Dataset records
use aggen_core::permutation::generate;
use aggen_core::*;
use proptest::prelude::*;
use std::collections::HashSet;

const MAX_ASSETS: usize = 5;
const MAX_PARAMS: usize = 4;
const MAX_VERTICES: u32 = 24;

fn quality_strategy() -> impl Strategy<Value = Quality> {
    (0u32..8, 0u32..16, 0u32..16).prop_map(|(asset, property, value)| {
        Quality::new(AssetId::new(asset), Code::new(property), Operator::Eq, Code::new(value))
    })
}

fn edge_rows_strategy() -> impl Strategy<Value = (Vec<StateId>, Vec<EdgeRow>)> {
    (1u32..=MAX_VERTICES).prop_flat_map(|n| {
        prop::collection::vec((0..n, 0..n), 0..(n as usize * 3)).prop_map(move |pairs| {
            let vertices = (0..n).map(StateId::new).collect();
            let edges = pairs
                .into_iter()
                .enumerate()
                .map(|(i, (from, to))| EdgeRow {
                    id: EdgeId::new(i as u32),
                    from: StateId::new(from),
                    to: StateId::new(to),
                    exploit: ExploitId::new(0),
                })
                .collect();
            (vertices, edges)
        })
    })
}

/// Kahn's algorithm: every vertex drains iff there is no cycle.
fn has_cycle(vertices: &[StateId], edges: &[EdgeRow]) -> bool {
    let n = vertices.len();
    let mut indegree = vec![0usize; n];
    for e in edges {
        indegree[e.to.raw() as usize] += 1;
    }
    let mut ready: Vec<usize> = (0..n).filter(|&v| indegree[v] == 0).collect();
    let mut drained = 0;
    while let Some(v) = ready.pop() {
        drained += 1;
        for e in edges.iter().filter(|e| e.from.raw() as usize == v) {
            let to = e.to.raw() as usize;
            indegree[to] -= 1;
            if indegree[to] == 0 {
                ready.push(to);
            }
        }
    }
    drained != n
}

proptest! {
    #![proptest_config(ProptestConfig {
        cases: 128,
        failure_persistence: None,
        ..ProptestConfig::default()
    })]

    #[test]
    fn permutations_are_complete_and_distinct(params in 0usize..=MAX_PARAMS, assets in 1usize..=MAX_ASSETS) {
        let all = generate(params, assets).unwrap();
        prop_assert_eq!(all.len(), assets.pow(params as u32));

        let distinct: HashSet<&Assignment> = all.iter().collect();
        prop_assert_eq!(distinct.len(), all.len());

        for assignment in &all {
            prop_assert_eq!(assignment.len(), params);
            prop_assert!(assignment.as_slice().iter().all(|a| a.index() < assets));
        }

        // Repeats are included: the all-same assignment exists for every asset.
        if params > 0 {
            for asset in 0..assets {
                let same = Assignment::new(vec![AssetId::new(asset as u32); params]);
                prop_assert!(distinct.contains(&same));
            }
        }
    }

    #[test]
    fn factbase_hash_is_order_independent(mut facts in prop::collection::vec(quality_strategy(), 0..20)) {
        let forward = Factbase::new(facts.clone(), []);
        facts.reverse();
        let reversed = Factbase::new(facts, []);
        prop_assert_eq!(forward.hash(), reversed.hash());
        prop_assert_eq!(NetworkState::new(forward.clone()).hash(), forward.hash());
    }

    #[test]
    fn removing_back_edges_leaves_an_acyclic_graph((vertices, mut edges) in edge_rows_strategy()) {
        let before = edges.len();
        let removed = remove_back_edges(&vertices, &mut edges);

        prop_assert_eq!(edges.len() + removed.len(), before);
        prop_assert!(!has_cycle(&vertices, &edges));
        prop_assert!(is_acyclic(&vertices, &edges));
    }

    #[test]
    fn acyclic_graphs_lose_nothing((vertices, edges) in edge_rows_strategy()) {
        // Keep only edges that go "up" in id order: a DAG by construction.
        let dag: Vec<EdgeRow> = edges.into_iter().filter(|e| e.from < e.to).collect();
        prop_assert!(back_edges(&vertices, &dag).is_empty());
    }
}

--

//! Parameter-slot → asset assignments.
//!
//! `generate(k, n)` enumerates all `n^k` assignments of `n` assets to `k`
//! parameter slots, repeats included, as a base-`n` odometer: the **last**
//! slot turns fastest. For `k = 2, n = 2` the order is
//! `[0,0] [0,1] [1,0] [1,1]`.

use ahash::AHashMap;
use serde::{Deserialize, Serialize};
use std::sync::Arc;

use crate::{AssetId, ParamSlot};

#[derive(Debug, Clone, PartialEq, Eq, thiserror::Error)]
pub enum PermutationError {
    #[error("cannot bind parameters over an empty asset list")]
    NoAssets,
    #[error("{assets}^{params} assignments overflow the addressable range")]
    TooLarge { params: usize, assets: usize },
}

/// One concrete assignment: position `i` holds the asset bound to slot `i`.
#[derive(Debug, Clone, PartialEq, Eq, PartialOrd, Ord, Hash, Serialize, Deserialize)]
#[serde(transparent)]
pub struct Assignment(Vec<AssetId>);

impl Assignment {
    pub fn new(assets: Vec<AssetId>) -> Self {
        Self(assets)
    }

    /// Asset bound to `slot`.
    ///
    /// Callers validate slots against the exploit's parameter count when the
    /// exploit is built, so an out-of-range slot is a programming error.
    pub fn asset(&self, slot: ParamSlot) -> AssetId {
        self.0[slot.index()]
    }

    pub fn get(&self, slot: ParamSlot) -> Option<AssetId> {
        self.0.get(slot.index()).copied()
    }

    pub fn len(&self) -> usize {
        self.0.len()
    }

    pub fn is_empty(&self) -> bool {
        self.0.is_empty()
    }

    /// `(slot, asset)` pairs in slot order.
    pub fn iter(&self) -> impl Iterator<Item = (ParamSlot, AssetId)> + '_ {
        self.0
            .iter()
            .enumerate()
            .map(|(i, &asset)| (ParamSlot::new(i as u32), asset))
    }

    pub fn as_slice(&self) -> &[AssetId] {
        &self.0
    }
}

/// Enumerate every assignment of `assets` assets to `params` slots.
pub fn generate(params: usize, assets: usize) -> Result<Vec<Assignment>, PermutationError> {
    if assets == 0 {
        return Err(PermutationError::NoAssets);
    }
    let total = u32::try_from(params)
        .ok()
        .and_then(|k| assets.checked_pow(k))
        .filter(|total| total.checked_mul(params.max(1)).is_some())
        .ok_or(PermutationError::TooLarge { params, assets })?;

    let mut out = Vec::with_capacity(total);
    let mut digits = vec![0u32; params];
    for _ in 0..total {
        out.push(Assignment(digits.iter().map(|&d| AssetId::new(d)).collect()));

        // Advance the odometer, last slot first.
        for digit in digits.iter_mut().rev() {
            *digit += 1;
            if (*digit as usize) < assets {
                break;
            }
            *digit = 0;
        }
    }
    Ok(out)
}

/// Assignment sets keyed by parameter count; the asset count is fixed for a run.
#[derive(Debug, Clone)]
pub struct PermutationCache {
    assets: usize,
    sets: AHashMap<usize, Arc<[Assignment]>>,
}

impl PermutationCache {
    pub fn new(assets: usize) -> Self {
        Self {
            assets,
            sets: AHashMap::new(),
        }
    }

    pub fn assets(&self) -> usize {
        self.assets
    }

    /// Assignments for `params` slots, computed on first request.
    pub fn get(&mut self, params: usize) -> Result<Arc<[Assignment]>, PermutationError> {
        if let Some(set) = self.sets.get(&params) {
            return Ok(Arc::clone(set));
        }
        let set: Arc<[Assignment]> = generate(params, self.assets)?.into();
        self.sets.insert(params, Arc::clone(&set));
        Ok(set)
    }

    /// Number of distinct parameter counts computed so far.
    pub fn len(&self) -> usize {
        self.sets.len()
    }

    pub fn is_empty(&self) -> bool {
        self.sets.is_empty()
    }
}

- [Problem statement]:
Scan the lines above for the word "Result" and copy every one where it occurs.

- [Solved problem]:
pub fn generate(params: usize, assets: usize) -> Result<Vec<Assignment>, PermutationError> {
    pub fn get(&mut self, params: usize) -> Result<Arc<[Assignment]>, PermutationError> {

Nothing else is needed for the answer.